Wheels begin to turn…

Well my dear blog readers, it’s all kicking off round our way!

My publisher – Scholastic Children’s Books – announced the aquisition of “THE JOSHUA FILES” series title on Tuesday. And the news is that it seems to have grabbed some attention, which is great, which is wonderful, because it will hopefully help build awareness of the book.

My agent called me on Tuesday morning and told me that the Arts Editor of the Evening Standard wanted to interview me, which she did…and sure enough, they ran a little story in the late edition – on the same page as a big article about Harry Potter, next to one about the Arctic Monkeys.

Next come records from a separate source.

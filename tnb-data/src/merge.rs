use crate::{
    crawl::parse_window_file_name,
    error::DataError,
    exchange::CandleServer,
    rest::Window,
    table::CryptoTable,
};
use std::path::{Path, PathBuf};
use tracing::{debug, info};

/// Column renames applied by [`to_training_columns`].
pub const TRAINING_COLUMN_RENAMES: [(&str, &str); 6] = [
    ("date", "Date"),
    ("high", "High"),
    ("low", "Low"),
    ("open", "Open"),
    ("close", "Close"),
    ("volume", "Volume"),
];

/// Columns dropped by [`to_training_columns`].
pub const TRAINING_COLUMN_DROPS: [&str; 2] = ["quoteVolume", "weightedAverage"];

/// Merge every `<start>-<end>.json` window file in `dir` into one table, in window order.
///
/// Each file is decoded with the `Server` response envelope, so this reads back exactly what a
/// [`Crawler<Server>`](crate::crawl::Crawler) wrote. Files with other names are ignored.
pub fn merge_window_files<Server>(dir: &Path) -> Result<CryptoTable, DataError>
where
    Server: CandleServer,
{
    let mut files = std::fs::read_dir(dir)?
        .map(|entry| entry.map(|entry| entry.path()))
        .collect::<Result<Vec<PathBuf>, _>>()?
        .into_iter()
        .filter_map(|path| {
            let window = path
                .file_name()
                .and_then(|name| name.to_str())
                .and_then(parse_window_file_name)?;
            Some((window, path))
        })
        .collect::<Vec<(Window, PathBuf)>>();

    files.sort_by_key(|(window, _)| *window);

    let mut records = Vec::new();
    for (window, path) in &files {
        let body = std::fs::read(path)?;
        let response = serde_json::from_slice::<Server::Response>(&body).map_err(|error| {
            DataError::Deserialise {
                window: window.to_string(),
                error,
            }
        })?;

        let batch = Server::records(response);
        debug!(%window, count = batch.len(), "merged window file");
        records.extend(batch);
    }

    let table = match Server::columns() {
        Some(columns) => CryptoTable::with_columns(columns, records),
        None => CryptoTable::from_records(records),
    };

    info!(
        dir = %dir.display(),
        files = files.len(),
        rows = table.len(),
        "merged window files"
    );

    Ok(table)
}

/// Rename the OHLCV columns to their capitalised training names and drop the columns the
/// training pipeline does not consume.
pub fn to_training_columns(mut table: CryptoTable) -> CryptoTable {
    table.rename_columns(&TRAINING_COLUMN_RENAMES);
    table.drop_columns(&TRAINING_COLUMN_DROPS);
    table
}
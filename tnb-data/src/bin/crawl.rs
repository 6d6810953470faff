use tnb_data::{
    config::CrawlConfig,
    crawl::crawl_exchange,
    error::DataError,
    exchange::{ftx::FtxServer, poloniex::legacy::PoloniexLegacyServer},
    logging::init_logging,
};
use tnb_instrument::exchange::ExchangeId;
use tracing::info;

#[tokio::main]
async fn main() -> Result<(), Box<dyn std::error::Error>> {
    let config = CrawlConfig::from_env()?;

    // Initialise INFO Tracing log subscriber, mirrored to <output_dir>/log.log
    init_logging(Some(config.output_dir.as_path()))?;

    info!(
        exchange = %config.exchange,
        pairs = config.pairs.len(),
        start = %config.start,
        end = %config.end,
        resolution = config.resolution,
        "starting crawl"
    );

    let reports = match config.exchange {
        ExchangeId::Ftx => crawl_exchange::<FtxServer>(&config).await?,
        ExchangeId::PoloniexLegacy => crawl_exchange::<PoloniexLegacyServer>(&config).await?,
        other => return Err(DataError::UnsupportedExchange(other.to_string()).into()),
    };

    info!(pairs = reports.len(), "crawl finished");
    Ok(())
}
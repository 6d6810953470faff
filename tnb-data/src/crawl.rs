use crate::{
    config::CrawlConfig,
    error::DataError,
    exchange::CandleServer,
    rest::{IntervalPaginator, MissingWindow, RestCandleClient, Window},
};
use chrono::{DateTime, Utc};
use reqwest::StatusCode;
use std::path::{Path, PathBuf};
use tnb_instrument::pair::CurrencyPair;
use tracing::{Instrument, debug, error, info, warn};

/// Summary of one [`Crawler::crawl`] run.
#[derive(Clone, Debug, PartialEq)]
pub struct CrawlReport {
    pub market: String,
    /// Files written, in window order.
    pub written: Vec<PathBuf>,
    /// Windows skipped because the exchange rejected them.
    pub missing: Vec<MissingWindow>,
}

/// Dumps raw window responses to disk, one JSON file per window.
///
/// Files land at `<output_dir>/<market>/<start>-<end>.json`, with any `/` in the market name
/// replaced by `_`. Only HTTP 200 bodies are persisted; rejected windows leave no file behind and
/// are listed in [`CrawlReport::missing`] instead.
#[derive(Debug, Clone)]
pub struct Crawler<Server> {
    client: RestCandleClient<Server>,
    output_dir: PathBuf,
}

impl<Server> Crawler<Server>
where
    Server: CandleServer,
{
    pub fn new<P: Into<PathBuf>>(client: RestCandleClient<Server>, output_dir: P) -> Self {
        Self {
            client,
            output_dir: output_dir.into(),
        }
    }

    pub fn output_dir(&self) -> &Path {
        &self.output_dir
    }

    /// Directory that receives the window files of `market`.
    pub fn market_dir(&self, market: &str) -> PathBuf {
        self.output_dir.join(market.replace('/', "_"))
    }

    /// Crawl `pair` over `[start, end)`, one request per window, writing each 200 body verbatim.
    ///
    /// Non-200 windows are logged and listed in [`CrawlReport::missing`]. A transport fault
    /// aborts the crawl; files already written are kept.
    pub async fn crawl(
        &self,
        pair: &CurrencyPair,
        start: DateTime<Utc>,
        end: DateTime<Utc>,
        resolution: u32,
        page_size: u32,
    ) -> Result<CrawlReport, DataError> {
        let market = pair.market(Server::ID);
        let span = tracing::info_span!("crawl", exchange = %Server::ID, market = %market);

        async {
            let windows =
                IntervalPaginator::from_range(start, end, resolution, page_size, Server::TIME_UNIT)?
                    .collect::<Vec<_>>();
            let total = windows.len();
            let market_dir = self.market_dir(&market);

            info!(windows = total, dir = %market_dir.display(), "start crawling");

            let mut report = CrawlReport {
                market: market.clone(),
                written: Vec::with_capacity(total),
                missing: Vec::new(),
            };

            for (index, window) in windows.into_iter().enumerate() {
                debug!(%window, index = index + 1, total, "current interval");

                let response = self
                    .client
                    .fetch_window(&market, window, resolution, page_size)
                    .await?;

                if response.status != StatusCode::OK {
                    warn!(%window, status = %response.status, "window rejected, skipping");
                    report.missing.push(MissingWindow {
                        window,
                        status: response.status,
                    });
                    continue;
                }

                let path = window_file_path(&market_dir, window);
                tokio::fs::create_dir_all(&market_dir).await?;
                tokio::fs::write(&path, &response.body).await?;
                report.written.push(path);
            }

            info!(
                written = report.written.len(),
                missing = report.missing.len(),
                "finished crawling"
            );

            Ok::<_, DataError>(report)
        }
        .instrument(span)
        .await
    }

    /// Crawl each pair in turn, one at a time.
    ///
    /// A fault aborts the remainder of that pair only, keeping whatever it already wrote. Once
    /// every pair has been attempted the first such error is returned, otherwise one report per
    /// pair.
    pub async fn crawl_pairs(
        &self,
        pairs: &[CurrencyPair],
        start: DateTime<Utc>,
        end: DateTime<Utc>,
        resolution: u32,
        page_size: u32,
    ) -> Result<Vec<CrawlReport>, DataError> {
        let mut reports = Vec::with_capacity(pairs.len());
        let mut first_error = None;

        for pair in pairs {
            match self.crawl(pair, start, end, resolution, page_size).await {
                Ok(report) => {
                    info!(
                        %pair,
                        written = report.written.len(),
                        missing = report.missing.len(),
                        "pair crawled"
                    );
                    reports.push(report);
                }
                Err(error) => {
                    error!(%pair, %error, "pair crawl aborted");
                    if first_error.is_none() {
                        first_error = Some(error);
                    }
                }
            }
        }

        match first_error {
            Some(error) => Err(error),
            None => Ok(reports),
        }
    }
}

/// Crawl every configured pair from the `Server` production API into `config.output_dir`.
pub async fn crawl_exchange<Server>(config: &CrawlConfig) -> Result<Vec<CrawlReport>, DataError>
where
    Server: CandleServer,
{
    let client = RestCandleClient::<Server>::new()?.with_timeout(config.request_timeout)?;

    Crawler::new(client, config.output_dir.clone())
        .crawl_pairs(
            &config.pairs,
            config.start,
            config.end,
            config.resolution,
            config.page_size,
        )
        .await
}

/// `<dir>/<start>-<end>.json`
pub fn window_file_path(dir: &Path, window: Window) -> PathBuf {
    dir.join(format!("{window}.json"))
}

/// Parse a window back out of a `<start>-<end>.json` file name.
pub fn parse_window_file_name(name: &str) -> Option<Window> {
    let (start, end) = name.strip_suffix(".json")?.split_once('-')?;
    Some(Window::new(start.parse().ok()?, end.parse().ok()?))
}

It’s not my first time in the press. But before it tended to be things like “Information World Review”, on a page about Knowledge Management software and the like…

This is different and pretty, pretty, pretty cool.

I’m really looking forward to Harry Potter 7. And the huge bar of chocolate I plan to eat while reading it. The day will be sandwiched between two salsa events (Friday night and a Sunday matinee performance of the terrific UK-based son band, Soneando), so I should be able to burn the calories off…

It’s my turn to see the latest Harry Potter movie tonight…

Oh…I am currently hugely enjoying watching “The New Adventures of Old Christine” a new sitcom starring my favourite of the Seinfeld four, Julie Louis-Dreyfus. So much that I think I’ll give it it’s own blog entry…more soon.

Still got writer’s block, by the way. I have put a Recovery Plan in place. Luckily for me, it calls for things like going to the movies and reading.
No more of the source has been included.